É la condivisione di una storia, di una metafora, che aprirà una serie di storie che sceglierò per stimolare i processi mentali alla riflessione.

Il coaching è l’arte di porre domande e proprio da queste, cioè dalle domande che a volte ci facciamo, la storia che segue ci offre una prospettiva differente di interpretazione.

Oggi non potevo iniziare che con questo esempio: uno dei più belli e potenti in cui è evidente come l’atteggiamento di un uomo sia stato ispirato e sostenuto da alcune parole scritte molti anni prima. Mi riferisco a Nelson Mandela (primo presidente a essere eletto dopo la fine dell’apartheid – governo razziale  – nel suo Paese e premio Nobel per la Pace nel 1993) e alla poesia “Invictus” (tradotto dal latino come “non vinto”, ossia “mai sconfitto”).

Molti sanno che Nelson Mandela, prima di divenire Presidente della Repubblica Sud Africana, scontò 27 anni di carcere, oltretutto considerati a posteriori, una pena ingiusta.

Un’enormità di tempo in cui veniva privato di ogni sua libertà, un’enormità di tempo insopportabile per la mente umana imprigionata nelle più profonde paure inenarrabili.

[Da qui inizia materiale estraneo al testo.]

impl RetrievalCoordinator {
    pub fn new(
        store: Arc<dyn MeasurementStore>,
        source: Arc<dyn WeatherSource>,
        clock: Arc<dyn Clock>,
        tz: Tz,
        lookback_days: i64,
    ) -> Self {
        Self { store, source, clock, stations: StationPolicy, tz, lookback_days }
    }

    pub fn store(&self) -> &Arc<dyn MeasurementStore> {
        &self.store
    }

    pub fn source(&self) -> &Arc<dyn WeatherSource> {
        &self.source
    }

    pub fn timezone(&self) -> Tz {
        self.tz
    }

    /// Rows for `[start, end)`, fetching only the month windows not yet cached.
    pub async fn get_data(
        &self,
        station: &str,
        start: DateTime<Utc>,
        end: DateTime<Utc>,
        aggregation: TimeAggregation,
        selected: &[MeasurementType],
    ) -> WindResult<Vec<Measurement>> {
        let station_id = self.stations.resolve(station)?;
        for window in window::split(start, end)? {
            self.ensure_window(&station_id, &window, selected).await?;
        }
        let rows = self.store.get_measurements(&station_id, start, end).await?;
        Ok(aggregate(rows, aggregation, self.tz)
            .into_iter()
            .map(|row| row.project(selected))
            .collect())
    }

    /// Re-fetch every window of `[start, end)` regardless of cache state.
    pub async fn refresh_data_range(&self, station: &str, start: DateTime<Utc>, end: DateTime<Utc>) -> WindResult<usize> {
        let station_id = self.stations.resolve(station)?;
        let mut stored = 0;
        for window in window::split(start, end)? {
            stored += self.fetch_and_store(&station_id, &window).await?.len();
        }
        info!(station = %station_id, %start, %end, rows = stored, "refreshed range from upstream");
        Ok(stored)
    }

    async fn ensure_window(&self, station_id: &str, window: &TimeWindow, selected: &[MeasurementType]) -> WindResult<()> {
        if self.store.has_cached_window(station_id, window).await? {
            if self.needs_direction_recovery(station_id, window, selected).await? {
                info!(station = %station_id, %window, "cached window lacks direction; re-fetching once");
                self.fetch_and_store(station_id, window).await?;
            }
            return Ok(());
        }
        debug!(station = %station_id, %window, "cache miss");
        self.fetch_and_store(station_id, window).await?;
        Ok(())
    }

    /// Windows cached before direction was parsed have speed but no bearing.
    /// Anything else is trusted and marked checked so the scan happens once.
    async fn needs_direction_recovery(
        &self,
        station_id: &str,
        window: &TimeWindow,
        selected: &[MeasurementType],
    ) -> WindResult<bool> {
        if !wants_direction(selected)
            || !self.stations.is_selectable(station_id)
            || self.store.is_direction_checked(station_id, window).await?
        {
            return Ok(false);
        }
        let rows = self.store.get_measurements(station_id, window.start_utc, window.end_utc).await?;
        let stale = {
            let mut with_speed = rows.iter().filter(|r| r.speed_mps.is_some()).peekable();
            with_speed.peek().is_some() && !with_speed.any(|r| r.direction_deg.is_some())
        };
        if !stale {
            self.store.mark_direction_checked(station_id, window).await?;
        }
        Ok(stale)
    }

    async fn fetch_and_store(&self, station_id: &str, window: &TimeWindow) -> WindResult<Vec<Measurement>> {
        let rows = self.source.fetch(station_id, window.start_utc, window.end_utc).await?;
        self.store
            .upsert_measurements(station_id, &rows, window, self.clock.now())
            .await?;
        debug!(station = %station_id, %window, rows = rows.len(), "stored upstream window");
        Ok(rows)
    }

    /// Newest observation and a suggested query window around it.
    pub async fn get_latest_availability(&self, station: &str) -> WindResult<LatestAvailability> {
        let station_id = self.stations.resolve(station)?;
        let now = self.clock.now();
        let mut latest = LatestAvailability {
            station_id: station_id.clone(),
            checked_at_utc: now,
            newest_observation_utc: None,
            suggested_start_utc: None,
            suggested_end_utc: None,
            suggested_aggregation: None,
            probe_window_hours: 0,
            note: String::new(),
        };

        if let Some(newest) = self.store.get_latest_timestamp(&station_id).await? {
            let start = newest - Duration::hours(SUGGESTED_SPAN_HOURS);
            latest.newest_observation_utc = Some(newest);
            latest.suggested_start_utc = Some(start);
            latest.suggested_end_utc = Some(newest);
            latest.suggested_aggregation = Some(suggested_aggregation(start, newest));
            latest.note = "Suggested window derived from cached observations.".to_string();
            return Ok(latest);
        }

        let floor = start_of_month(now - Duration::days(self.lookback_days));
        let mut month_start = start_of_month(now);
        while month_start >= floor {
            let window = TimeWindow::month_of(month_start);
            let (rows, origin) = if self.store.has_cached_window(&station_id, &window).await? {
                let rows = self
                    .store
                    .get_measurements(&station_id, window.start_utc, window.end_utc)
                    .await?;
                (rows, "cached observations")
            } else {
                (self.fetch_and_store(&station_id, &window).await?, "upstream backscan")
            };

            if let Some(newest) = rows.iter().map(|r| r.measured_at_utc).max() {
                let start = window.start_utc.max(newest - Duration::hours(SUGGESTED_SPAN_HOURS));
                latest.newest_observation_utc = Some(newest);
                latest.suggested_start_utc = Some(start);
                latest.suggested_end_utc = Some(newest);
                latest.suggested_aggregation = Some(suggested_aggregation(start, newest));
                latest.probe_window_hours = ((now - window.start_utc).num_seconds() as f64 / 3600.0).round() as i64;
                latest.note = format!("Suggested window targets latest available observations from {origin}.");
                info!(station = %station_id, %newest, origin, "located latest observation");
                return Ok(latest);
            }
            month_start = previous_month_start(month_start);
        }

        latest.note = format!(
            "No observations were found in the last {} days for this station.",
            self.lookback_days
        );
        Ok(latest)
    }

    /// Fetch every uncached month window of the last `hours` for `stations`.
    /// Failures are logged and counted, never returned.
    pub async fn warm_cache(&self, stations: &[String], hours: i64) -> WarmCacheReport {
        let now = self.clock.now();
        let windows = match window::split(now - Duration::hours(hours), now) {
            Ok(windows) => windows,
            Err(err) => {
                warn!(error = %err, "warm cache skipped");
                return WarmCacheReport::default();
            }
        };

        let reports = join_all(stations.iter().map(|station_id| {
            let windows = &windows;
            async move {
                let mut report = WarmCacheReport::default();
                for window in windows {
                    match self.warm_window(station_id, window).await {
                        Ok(true) => report.fetched += 1,
                        Ok(false) => report.skipped += 1,
                        Err(err) => {
                            warn!(station = %station_id, %window, error = %err, "warm cache fetch failed");
                            report.failed += 1;
                        }
                    }
                }
                report
            }
        }))
        .await;

        let total = reports.into_iter().fold(WarmCacheReport::default(), WarmCacheReport::merge);
        debug!(fetched = total.fetched, skipped = total.skipped, failed = total.failed, "warm cache pass");
        total
    }

    async fn warm_window(&self, station_id: &str, window: &TimeWindow) -> WindResult<bool> {
        if self.store.has_cached_window(station_id, window).await? {
            return Ok(false);
        }
        self.fetch_and_store(station_id, window).await?;
        Ok(true)
    }

    /// Station id after alias resolution, for callers that bypass `get_data`.
    pub fn resolve_station(&self, station: &str) -> WindResult<String> {
        self.stations.resolve(station)
    }
}

fn suggested_aggregation(start: DateTime<Utc>, end: DateTime<Utc>) -> TimeAggregation {
    if end - start <= Duration::days(2) {
        TimeAggregation::None
    } else {
        TimeAggregation::Hourly
    }
}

Molti altri però ignorano, che la poesia a lui spesso attribuita, in realtà erano versi creati da un poeta inglese più di un secolo prima, per l’esattezza pubblicata nel 1888 nel Book of Verses (“Libro dei versi”) di William Ernest Henley.

Mandela stesso confessò che quella poesia fu l’unica verità che lo tenne in vita per quel lungo e buio periodo di detenzione.

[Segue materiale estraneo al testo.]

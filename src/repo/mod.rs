//! Persistent cache of measurements, fetch windows and backfill jobs.

pub mod memory;
#[cfg(feature = "db")]
pub mod sqlite;

use anyhow::Result;
use async_trait::async_trait;
use chrono::{DateTime, Utc};
use serde::{Deserialize, Serialize};
use std::sync::Arc;

use crate::config::Config;
use crate::domain::{BackfillJob, Measurement, TimeWindow};

pub use memory::InMemoryStore;

/// "This window has been retrieved from upstream as of `fetched_at_utc`."
#[derive(Debug, Clone, PartialEq, Serialize, Deserialize)]
pub struct FetchWindowRecord {
    pub station_id: String,
    pub start_utc: DateTime<Utc>,
    pub end_utc: DateTime<Utc>,
    pub fetched_at_utc: DateTime<Utc>,
    pub direction_checked: bool,
}

impl FetchWindowRecord {
    pub fn window(&self) -> TimeWindow {
        TimeWindow { start_utc: self.start_utc, end_utc: self.end_utc }
    }
}

/// Store contract shared by the retrieval path and job workers.
///
/// Implementations must be safe under concurrent callers.
#[async_trait]
pub trait MeasurementStore: Send + Sync {
    async fn has_cached_window(&self, station_id: &str, window: &TimeWindow) -> Result<bool>;

    async fn has_fresh_window(
        &self,
        station_id: &str,
        window: &TimeWindow,
        min_fetched_at: DateTime<Utc>,
    ) -> Result<bool>;

    async fn is_direction_checked(&self, station_id: &str, window: &TimeWindow) -> Result<bool>;

    async fn mark_direction_checked(&self, station_id: &str, window: &TimeWindow) -> Result<()>;

    /// Upsert rows and write the window's fetch record with `fetched_at`.
    async fn upsert_measurements(
        &self,
        station_id: &str,
        rows: &[Measurement],
        window: &TimeWindow,
        fetched_at: DateTime<Utc>,
    ) -> Result<usize>;

    /// Rows in `[start, end)` ordered by time.
    async fn get_measurements(
        &self,
        station_id: &str,
        start: DateTime<Utc>,
        end: DateTime<Utc>,
    ) -> Result<Vec<Measurement>>;

    async fn get_latest_timestamp(&self, station_id: &str) -> Result<Option<DateTime<Utc>>>;

    async fn get_latest_measurement(&self, station_id: &str) -> Result<Option<Measurement>>;

    async fn fetch_windows(&self, station_id: &str) -> Result<Vec<FetchWindowRecord>>;

    async fn upsert_job(&self, job: &BackfillJob) -> Result<()>;

    async fn get_job(&self, job_id: &str) -> Result<Option<BackfillJob>>;
}

/// Store selected by build features and configuration.
pub async fn open_store(cfg: &Config) -> Result<Arc<dyn MeasurementStore>> {
    #[cfg(feature = "db")]
    {
        let store = sqlite::SqliteStore::connect(&cfg.db.url).await?;
        return Ok(Arc::new(store));
    }

    #[cfg(not(feature = "db"))]
    {
        tracing::warn!(url = %cfg.db.url, "built without the `db` feature; using the in-memory store");
        Ok(Arc::new(InMemoryStore::new()))
    }
}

Ti riporto un estratto del film di Clint Eastwood “Invictus”, in cui quella stessa poesia viene interpretata in modo toccante e ci fa rivivere quelle parole così potenti da tenere in vita lo spirito forte di un uomo che ha cambiato la storia di una gran parte della popolazione mondiale.

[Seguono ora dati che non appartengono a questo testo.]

use anyhow::Result;
use antarctic_wind_cache::{api, config, controller, telemetry};
use config::Config;
use telemetry::init_tracing;
use tracing::{info, warn};

#[tokio::main]
async fn main() -> Result<()> {
    init_tracing();

    let cfg = Config::load()?;

    let app_state = controller::AppState::new(cfg.clone()).await?;
    let app = api::router(app_state.clone(), &cfg);

    let addr = cfg.server.socket_addr()?;

    if cfg.server.host == "0.0.0.0" {
        warn!("server binding to 0.0.0.0; the API is reachable from the network");
    }

    info!(%addr, "starting Antarctic wind cache");

    controller::spawn_controller_tasks(&app_state);

    let listener = tokio::net::TcpListener::bind(addr).await?;
    axum::serve(listener, app)
        .with_graceful_shutdown(telemetry::shutdown_signal())
        .await?;

    warn!("shutdown complete");
    Ok(())
}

Ed ecco il testo (leggermente diverso da quello cinematografico) tradotto dalla versione originale dell’opera:

Dal profondo della notte che mi avvolge,
Buia come un abisso che va da un polo all’altro,
Ringrazio qualsiasi dio esista
Per la mia indomabile anima.

Nella feroce morsa delle circostanze
Non mi sono tirato indietro né ho gridato.
Sotto i colpi d’ascia della sorte
Il mio capo è sanguinante, ma indomito.

Oltre questo luogo di collera e di lacrime
Incombe solo l’Orrore delle ombre,
Eppure la minaccia degli anni
Mi trova, e mi troverà, senza paura.

Non importa quanto stretto sia il passaggio,
Quanto piena di castighi la vita,
Io sono il padrone del mio destino:
Io sono il capitano della mia anima.

 

Out of the night that covers me,
Black as the pit from pole to pole,
I thank whatever gods may be
For my unconquerable soul.

In the fell clutch of circumstance
I have not winced nor cried aloud.
Under the bludgeonings of chance
My head is bloody, but unbowed.

Beyond this place of wrath and tears
Looms but the Horror of the shade,
And yet the menace of the years
Finds and shall find me unafraid.

It matters not how strait the gate,
How charged with punishments the scroll,
I am the master of my fate:
I am the captain of my soul.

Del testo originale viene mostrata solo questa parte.